▸ WHAT YOU ARE ASKED TO DO
Look through the records below for lines containing the string "loop", and report how many there are, nothing else.

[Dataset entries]
┄┄┄┄┄┄
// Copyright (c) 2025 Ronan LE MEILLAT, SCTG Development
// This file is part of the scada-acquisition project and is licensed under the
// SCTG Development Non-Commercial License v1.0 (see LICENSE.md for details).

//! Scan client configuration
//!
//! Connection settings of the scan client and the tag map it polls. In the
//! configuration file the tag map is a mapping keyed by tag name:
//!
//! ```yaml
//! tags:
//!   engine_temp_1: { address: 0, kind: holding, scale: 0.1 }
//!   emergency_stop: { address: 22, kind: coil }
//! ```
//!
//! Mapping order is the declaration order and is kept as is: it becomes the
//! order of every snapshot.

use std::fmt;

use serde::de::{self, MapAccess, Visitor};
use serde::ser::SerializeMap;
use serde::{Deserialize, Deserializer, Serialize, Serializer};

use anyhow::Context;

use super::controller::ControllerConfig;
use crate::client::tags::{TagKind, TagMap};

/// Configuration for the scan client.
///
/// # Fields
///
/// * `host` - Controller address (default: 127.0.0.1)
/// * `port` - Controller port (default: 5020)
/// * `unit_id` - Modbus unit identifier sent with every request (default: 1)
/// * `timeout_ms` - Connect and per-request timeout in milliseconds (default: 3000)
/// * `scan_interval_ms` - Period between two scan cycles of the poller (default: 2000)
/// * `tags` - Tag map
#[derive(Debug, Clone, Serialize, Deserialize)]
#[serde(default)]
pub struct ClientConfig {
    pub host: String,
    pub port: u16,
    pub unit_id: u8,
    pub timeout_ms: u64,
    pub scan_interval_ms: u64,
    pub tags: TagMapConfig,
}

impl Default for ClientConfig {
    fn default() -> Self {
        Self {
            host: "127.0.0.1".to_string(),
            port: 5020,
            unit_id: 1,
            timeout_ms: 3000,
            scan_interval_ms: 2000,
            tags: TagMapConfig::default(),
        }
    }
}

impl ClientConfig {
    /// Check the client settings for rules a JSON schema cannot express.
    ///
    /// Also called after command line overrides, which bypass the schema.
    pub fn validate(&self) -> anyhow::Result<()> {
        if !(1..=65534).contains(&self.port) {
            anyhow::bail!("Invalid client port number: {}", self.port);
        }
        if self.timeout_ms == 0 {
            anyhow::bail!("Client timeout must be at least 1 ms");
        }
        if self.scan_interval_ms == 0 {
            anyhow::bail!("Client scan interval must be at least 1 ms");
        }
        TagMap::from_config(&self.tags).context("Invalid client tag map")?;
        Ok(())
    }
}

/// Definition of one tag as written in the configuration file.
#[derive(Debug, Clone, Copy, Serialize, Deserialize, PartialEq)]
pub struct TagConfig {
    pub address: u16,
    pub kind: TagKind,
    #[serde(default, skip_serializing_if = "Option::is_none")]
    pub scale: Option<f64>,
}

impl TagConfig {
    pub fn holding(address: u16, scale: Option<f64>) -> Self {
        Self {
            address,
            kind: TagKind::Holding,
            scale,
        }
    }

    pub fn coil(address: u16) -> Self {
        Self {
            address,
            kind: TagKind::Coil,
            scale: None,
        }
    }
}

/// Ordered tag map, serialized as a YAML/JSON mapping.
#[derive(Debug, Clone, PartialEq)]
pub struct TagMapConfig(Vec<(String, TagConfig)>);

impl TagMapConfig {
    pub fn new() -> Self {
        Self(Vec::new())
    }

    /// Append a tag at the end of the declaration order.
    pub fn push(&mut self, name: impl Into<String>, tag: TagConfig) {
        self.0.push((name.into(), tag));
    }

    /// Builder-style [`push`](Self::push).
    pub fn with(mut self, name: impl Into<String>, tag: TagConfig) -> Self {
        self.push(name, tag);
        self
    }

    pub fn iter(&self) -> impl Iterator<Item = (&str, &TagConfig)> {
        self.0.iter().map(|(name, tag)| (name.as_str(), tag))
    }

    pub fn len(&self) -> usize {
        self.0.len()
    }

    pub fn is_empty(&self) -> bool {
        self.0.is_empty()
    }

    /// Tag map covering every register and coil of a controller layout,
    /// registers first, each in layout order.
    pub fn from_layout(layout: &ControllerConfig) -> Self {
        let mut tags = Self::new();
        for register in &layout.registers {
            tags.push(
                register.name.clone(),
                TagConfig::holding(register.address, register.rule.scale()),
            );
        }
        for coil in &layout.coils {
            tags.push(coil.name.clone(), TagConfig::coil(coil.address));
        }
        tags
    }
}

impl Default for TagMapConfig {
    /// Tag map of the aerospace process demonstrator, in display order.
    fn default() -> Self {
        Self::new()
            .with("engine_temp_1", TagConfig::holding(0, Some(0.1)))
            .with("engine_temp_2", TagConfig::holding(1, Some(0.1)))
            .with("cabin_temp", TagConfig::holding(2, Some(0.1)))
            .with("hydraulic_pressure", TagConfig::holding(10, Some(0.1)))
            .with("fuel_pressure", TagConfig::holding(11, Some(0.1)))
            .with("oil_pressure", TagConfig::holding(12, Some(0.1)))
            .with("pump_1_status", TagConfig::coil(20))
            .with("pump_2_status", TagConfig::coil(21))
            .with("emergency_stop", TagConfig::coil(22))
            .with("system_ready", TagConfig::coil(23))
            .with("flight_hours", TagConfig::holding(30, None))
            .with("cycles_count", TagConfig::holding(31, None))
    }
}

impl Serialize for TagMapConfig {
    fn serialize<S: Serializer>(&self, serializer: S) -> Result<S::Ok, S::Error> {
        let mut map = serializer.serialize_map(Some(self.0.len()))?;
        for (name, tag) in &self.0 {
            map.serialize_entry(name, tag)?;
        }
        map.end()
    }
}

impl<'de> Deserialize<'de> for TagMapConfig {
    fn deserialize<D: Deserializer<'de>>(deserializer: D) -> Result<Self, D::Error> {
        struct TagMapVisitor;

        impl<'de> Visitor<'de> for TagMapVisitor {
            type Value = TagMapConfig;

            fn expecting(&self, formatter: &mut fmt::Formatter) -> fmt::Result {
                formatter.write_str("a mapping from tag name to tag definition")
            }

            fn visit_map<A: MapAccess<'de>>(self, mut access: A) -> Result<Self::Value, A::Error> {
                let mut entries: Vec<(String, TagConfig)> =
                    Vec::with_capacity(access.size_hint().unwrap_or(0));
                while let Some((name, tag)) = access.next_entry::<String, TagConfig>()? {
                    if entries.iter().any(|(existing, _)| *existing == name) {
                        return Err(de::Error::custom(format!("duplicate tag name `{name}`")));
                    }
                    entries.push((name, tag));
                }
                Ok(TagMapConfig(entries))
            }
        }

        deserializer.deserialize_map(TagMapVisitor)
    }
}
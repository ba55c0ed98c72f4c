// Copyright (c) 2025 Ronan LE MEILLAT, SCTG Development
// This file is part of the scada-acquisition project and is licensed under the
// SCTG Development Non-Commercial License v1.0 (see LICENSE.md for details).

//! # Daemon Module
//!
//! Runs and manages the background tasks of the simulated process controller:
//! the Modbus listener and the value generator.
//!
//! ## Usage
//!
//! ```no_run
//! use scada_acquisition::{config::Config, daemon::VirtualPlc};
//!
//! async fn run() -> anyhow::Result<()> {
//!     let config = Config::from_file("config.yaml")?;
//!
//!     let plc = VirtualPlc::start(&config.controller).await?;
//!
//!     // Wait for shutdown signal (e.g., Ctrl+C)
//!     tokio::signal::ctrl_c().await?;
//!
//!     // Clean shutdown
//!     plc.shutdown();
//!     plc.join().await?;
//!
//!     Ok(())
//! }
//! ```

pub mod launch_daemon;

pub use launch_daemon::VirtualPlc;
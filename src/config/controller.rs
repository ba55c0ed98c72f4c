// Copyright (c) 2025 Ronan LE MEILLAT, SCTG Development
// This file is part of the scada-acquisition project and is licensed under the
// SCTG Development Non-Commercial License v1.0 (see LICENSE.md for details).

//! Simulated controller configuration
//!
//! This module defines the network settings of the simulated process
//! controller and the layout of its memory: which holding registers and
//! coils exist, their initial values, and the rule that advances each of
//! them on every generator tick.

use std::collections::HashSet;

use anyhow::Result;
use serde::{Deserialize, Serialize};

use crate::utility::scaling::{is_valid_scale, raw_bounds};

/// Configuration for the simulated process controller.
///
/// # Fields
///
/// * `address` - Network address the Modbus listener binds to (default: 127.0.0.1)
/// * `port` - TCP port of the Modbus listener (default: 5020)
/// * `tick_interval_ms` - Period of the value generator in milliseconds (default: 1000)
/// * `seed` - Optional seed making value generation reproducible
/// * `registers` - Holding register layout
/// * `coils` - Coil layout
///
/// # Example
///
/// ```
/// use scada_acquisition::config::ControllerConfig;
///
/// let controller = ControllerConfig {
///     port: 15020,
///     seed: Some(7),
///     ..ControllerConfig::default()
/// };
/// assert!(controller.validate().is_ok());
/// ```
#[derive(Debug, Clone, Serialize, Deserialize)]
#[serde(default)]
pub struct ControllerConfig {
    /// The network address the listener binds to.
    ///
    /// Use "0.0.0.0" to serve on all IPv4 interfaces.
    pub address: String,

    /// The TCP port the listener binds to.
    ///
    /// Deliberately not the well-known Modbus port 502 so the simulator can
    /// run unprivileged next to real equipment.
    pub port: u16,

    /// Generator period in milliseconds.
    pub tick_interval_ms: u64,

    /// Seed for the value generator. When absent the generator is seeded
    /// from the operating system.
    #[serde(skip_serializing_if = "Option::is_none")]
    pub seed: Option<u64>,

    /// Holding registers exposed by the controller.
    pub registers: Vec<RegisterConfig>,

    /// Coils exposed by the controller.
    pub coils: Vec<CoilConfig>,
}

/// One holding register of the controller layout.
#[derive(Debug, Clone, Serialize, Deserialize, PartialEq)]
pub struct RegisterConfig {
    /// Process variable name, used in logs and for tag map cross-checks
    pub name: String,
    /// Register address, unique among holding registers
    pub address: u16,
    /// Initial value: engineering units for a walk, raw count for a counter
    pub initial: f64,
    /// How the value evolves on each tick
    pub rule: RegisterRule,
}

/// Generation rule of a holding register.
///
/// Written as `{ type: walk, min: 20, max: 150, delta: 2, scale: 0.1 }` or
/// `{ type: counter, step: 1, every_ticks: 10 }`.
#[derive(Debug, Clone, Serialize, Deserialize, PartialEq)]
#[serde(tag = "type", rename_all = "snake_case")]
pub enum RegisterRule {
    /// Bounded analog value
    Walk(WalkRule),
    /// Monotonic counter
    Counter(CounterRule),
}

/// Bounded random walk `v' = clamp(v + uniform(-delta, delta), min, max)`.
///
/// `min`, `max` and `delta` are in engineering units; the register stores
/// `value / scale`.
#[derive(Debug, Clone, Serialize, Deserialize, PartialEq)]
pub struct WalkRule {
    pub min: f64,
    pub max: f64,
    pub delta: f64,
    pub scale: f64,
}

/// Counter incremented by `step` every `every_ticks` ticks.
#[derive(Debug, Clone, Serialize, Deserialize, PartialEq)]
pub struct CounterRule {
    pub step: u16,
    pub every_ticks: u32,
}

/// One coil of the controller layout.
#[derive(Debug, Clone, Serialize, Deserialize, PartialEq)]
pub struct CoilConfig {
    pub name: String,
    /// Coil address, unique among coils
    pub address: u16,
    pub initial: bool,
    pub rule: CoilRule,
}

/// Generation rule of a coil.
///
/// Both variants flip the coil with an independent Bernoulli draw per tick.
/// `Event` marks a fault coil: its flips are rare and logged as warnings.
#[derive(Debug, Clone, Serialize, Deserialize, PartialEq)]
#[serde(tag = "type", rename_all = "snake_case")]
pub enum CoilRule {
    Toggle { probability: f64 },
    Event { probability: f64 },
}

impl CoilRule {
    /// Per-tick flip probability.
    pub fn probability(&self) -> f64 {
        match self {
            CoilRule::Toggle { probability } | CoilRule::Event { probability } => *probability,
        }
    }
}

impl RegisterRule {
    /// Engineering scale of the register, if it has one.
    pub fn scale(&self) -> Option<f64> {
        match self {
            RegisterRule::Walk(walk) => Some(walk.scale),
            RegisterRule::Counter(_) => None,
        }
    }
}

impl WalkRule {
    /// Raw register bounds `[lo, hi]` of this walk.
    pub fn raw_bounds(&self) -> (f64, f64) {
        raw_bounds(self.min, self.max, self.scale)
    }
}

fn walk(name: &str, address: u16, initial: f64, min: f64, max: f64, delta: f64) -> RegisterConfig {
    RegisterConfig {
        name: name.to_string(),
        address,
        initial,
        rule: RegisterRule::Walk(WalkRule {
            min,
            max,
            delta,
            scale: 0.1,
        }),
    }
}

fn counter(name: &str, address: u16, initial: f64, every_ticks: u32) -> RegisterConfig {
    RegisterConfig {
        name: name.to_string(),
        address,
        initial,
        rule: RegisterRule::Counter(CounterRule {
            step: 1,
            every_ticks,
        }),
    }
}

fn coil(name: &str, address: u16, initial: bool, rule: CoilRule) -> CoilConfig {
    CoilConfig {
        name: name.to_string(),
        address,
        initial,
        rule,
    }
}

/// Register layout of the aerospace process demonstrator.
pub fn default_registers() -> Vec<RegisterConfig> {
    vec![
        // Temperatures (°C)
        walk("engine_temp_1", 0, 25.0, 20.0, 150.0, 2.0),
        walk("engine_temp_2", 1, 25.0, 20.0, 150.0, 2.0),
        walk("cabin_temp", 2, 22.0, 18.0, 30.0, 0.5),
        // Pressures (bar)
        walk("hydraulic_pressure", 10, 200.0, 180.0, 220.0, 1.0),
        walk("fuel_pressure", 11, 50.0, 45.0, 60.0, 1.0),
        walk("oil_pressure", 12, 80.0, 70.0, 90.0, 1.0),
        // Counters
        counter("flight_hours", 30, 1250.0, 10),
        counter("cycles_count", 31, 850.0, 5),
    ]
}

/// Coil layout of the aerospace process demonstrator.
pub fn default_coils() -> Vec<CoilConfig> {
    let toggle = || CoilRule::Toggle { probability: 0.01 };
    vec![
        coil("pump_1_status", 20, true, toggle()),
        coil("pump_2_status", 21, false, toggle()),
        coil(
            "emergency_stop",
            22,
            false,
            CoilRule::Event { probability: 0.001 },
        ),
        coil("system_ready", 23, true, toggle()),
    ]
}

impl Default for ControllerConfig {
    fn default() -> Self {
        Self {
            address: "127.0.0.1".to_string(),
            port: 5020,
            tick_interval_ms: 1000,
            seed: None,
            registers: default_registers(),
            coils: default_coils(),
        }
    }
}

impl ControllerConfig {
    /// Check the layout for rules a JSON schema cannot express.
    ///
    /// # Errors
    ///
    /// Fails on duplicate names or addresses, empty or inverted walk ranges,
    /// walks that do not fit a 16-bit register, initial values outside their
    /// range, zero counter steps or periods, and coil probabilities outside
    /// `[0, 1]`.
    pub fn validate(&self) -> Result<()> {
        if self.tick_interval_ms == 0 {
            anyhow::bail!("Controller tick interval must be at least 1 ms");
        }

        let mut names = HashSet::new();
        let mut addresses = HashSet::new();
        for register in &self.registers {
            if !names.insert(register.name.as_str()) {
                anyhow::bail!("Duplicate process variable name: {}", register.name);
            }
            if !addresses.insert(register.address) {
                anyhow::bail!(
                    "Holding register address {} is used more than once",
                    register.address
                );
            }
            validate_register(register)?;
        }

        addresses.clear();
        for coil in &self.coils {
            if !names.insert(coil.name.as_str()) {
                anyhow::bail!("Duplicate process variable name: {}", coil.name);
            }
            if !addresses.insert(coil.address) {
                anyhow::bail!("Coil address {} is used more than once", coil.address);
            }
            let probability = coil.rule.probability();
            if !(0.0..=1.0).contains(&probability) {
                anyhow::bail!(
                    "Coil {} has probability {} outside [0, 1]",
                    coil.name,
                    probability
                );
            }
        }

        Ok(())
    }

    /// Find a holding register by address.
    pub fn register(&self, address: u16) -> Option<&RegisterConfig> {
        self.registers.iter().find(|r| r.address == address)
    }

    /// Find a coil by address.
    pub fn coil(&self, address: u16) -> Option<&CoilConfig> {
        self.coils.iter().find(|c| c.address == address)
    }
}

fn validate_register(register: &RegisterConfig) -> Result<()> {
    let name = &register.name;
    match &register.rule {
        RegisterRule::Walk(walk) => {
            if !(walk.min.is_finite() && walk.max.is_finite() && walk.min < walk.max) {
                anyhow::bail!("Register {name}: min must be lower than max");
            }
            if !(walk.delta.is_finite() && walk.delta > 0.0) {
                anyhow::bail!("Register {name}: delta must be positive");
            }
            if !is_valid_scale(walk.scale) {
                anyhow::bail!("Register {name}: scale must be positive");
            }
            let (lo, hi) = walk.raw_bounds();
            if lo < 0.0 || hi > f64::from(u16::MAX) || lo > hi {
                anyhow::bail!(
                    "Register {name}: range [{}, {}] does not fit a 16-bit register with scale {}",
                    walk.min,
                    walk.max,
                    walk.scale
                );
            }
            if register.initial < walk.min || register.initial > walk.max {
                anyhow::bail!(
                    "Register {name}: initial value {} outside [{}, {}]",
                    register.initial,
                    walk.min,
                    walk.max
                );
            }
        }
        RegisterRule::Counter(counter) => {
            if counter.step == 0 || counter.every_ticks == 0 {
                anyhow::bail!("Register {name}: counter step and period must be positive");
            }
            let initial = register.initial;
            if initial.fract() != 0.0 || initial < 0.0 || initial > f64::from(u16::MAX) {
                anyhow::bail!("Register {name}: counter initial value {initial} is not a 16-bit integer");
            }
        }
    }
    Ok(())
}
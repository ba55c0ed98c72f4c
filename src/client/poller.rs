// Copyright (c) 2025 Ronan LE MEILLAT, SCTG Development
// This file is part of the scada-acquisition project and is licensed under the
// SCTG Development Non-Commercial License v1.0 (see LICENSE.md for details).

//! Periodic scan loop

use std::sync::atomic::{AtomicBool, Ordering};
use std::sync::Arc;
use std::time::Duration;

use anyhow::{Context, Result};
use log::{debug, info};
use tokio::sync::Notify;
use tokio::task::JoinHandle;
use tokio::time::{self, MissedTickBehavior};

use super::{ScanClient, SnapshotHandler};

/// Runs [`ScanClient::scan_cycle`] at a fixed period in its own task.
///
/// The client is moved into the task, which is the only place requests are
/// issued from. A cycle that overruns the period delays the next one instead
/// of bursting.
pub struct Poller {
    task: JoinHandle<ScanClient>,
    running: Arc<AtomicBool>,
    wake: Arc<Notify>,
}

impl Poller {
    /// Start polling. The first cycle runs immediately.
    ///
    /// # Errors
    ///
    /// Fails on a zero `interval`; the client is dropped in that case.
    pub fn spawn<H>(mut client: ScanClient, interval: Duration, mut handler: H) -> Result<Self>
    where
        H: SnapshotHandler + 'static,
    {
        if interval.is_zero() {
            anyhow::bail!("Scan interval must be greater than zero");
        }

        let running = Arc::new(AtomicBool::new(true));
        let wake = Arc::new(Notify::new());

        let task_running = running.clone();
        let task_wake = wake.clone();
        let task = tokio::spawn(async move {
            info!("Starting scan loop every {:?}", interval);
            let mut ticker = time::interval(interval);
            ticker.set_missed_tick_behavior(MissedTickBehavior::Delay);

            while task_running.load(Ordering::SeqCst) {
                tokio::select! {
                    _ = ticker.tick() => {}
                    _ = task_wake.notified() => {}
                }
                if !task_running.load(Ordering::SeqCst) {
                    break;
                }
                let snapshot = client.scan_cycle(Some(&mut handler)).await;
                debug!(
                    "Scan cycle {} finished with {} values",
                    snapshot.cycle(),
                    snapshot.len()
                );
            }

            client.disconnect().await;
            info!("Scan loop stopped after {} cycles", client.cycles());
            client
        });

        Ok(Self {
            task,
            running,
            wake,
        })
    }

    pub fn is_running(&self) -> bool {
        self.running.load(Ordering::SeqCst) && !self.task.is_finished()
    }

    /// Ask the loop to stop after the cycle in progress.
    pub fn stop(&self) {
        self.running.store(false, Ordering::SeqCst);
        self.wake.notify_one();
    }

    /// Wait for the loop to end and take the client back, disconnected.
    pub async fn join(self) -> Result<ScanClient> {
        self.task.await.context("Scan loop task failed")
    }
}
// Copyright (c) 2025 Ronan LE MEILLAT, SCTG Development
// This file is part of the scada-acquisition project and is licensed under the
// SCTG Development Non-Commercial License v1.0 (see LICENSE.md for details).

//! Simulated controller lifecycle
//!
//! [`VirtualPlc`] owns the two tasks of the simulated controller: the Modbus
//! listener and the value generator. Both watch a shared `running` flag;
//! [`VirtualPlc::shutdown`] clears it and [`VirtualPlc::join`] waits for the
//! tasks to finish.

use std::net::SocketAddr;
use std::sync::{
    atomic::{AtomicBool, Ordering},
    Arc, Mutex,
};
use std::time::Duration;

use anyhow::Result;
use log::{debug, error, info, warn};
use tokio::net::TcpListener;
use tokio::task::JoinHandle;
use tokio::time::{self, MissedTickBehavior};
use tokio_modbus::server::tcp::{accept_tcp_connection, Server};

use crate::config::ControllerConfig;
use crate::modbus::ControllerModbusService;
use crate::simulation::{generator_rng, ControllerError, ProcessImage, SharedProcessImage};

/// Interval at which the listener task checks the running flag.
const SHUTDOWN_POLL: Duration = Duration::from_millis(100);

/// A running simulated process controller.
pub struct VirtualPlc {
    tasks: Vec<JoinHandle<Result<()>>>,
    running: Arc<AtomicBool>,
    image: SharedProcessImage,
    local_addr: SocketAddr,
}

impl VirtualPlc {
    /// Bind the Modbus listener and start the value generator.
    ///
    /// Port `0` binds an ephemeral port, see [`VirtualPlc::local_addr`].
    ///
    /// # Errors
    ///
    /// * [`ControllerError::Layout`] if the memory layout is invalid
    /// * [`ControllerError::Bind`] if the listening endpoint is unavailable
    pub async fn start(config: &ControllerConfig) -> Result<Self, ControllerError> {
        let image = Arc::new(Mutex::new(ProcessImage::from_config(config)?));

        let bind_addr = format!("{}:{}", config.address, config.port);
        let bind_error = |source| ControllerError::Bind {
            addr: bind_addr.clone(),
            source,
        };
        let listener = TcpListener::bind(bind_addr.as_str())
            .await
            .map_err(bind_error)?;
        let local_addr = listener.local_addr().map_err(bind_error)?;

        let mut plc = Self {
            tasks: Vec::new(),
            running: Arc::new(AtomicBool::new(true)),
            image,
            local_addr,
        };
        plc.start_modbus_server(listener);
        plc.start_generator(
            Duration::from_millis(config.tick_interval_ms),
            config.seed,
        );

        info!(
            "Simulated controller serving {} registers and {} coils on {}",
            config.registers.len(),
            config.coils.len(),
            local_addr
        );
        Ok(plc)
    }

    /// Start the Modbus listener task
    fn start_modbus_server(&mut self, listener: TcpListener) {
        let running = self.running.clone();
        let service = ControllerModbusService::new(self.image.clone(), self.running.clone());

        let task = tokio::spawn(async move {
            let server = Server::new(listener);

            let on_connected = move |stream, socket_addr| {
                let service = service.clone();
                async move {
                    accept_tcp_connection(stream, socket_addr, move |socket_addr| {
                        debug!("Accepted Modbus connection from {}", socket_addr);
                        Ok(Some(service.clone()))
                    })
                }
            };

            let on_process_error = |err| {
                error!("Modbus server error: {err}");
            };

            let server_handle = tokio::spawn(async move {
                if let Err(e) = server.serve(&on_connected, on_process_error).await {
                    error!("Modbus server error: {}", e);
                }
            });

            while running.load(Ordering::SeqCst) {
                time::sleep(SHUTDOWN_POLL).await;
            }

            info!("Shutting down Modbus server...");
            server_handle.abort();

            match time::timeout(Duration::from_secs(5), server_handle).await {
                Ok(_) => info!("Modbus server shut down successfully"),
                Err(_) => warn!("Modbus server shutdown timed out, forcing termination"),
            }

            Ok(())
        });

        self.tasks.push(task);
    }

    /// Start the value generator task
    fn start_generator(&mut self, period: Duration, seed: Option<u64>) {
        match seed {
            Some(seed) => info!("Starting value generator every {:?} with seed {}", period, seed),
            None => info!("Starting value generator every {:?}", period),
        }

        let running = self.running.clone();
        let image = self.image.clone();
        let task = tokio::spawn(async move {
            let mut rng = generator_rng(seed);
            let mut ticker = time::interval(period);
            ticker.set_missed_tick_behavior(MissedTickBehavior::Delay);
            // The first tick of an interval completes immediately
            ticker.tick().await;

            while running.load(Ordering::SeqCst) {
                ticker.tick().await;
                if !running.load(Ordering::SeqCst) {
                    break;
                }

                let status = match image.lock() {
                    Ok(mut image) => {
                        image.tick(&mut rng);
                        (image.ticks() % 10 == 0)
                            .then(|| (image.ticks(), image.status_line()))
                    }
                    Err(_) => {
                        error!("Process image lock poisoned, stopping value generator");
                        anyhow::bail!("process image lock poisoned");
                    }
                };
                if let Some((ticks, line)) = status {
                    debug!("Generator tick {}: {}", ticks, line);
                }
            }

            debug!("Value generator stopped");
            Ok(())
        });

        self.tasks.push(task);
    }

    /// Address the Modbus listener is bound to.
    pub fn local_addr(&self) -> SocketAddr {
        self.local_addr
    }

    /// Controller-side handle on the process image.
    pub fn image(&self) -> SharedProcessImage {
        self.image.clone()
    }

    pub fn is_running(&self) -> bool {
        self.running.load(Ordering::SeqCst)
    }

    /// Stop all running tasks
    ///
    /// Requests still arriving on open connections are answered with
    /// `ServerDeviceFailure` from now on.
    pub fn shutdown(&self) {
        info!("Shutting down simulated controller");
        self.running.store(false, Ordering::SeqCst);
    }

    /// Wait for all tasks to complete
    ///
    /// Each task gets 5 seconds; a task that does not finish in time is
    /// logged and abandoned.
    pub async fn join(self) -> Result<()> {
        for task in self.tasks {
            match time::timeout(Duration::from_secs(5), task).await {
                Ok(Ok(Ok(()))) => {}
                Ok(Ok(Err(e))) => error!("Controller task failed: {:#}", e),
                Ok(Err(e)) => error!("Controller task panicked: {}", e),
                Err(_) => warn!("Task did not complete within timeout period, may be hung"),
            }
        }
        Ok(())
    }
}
┄┄┄┄┄┄
▸ YOUR SOLUTION
6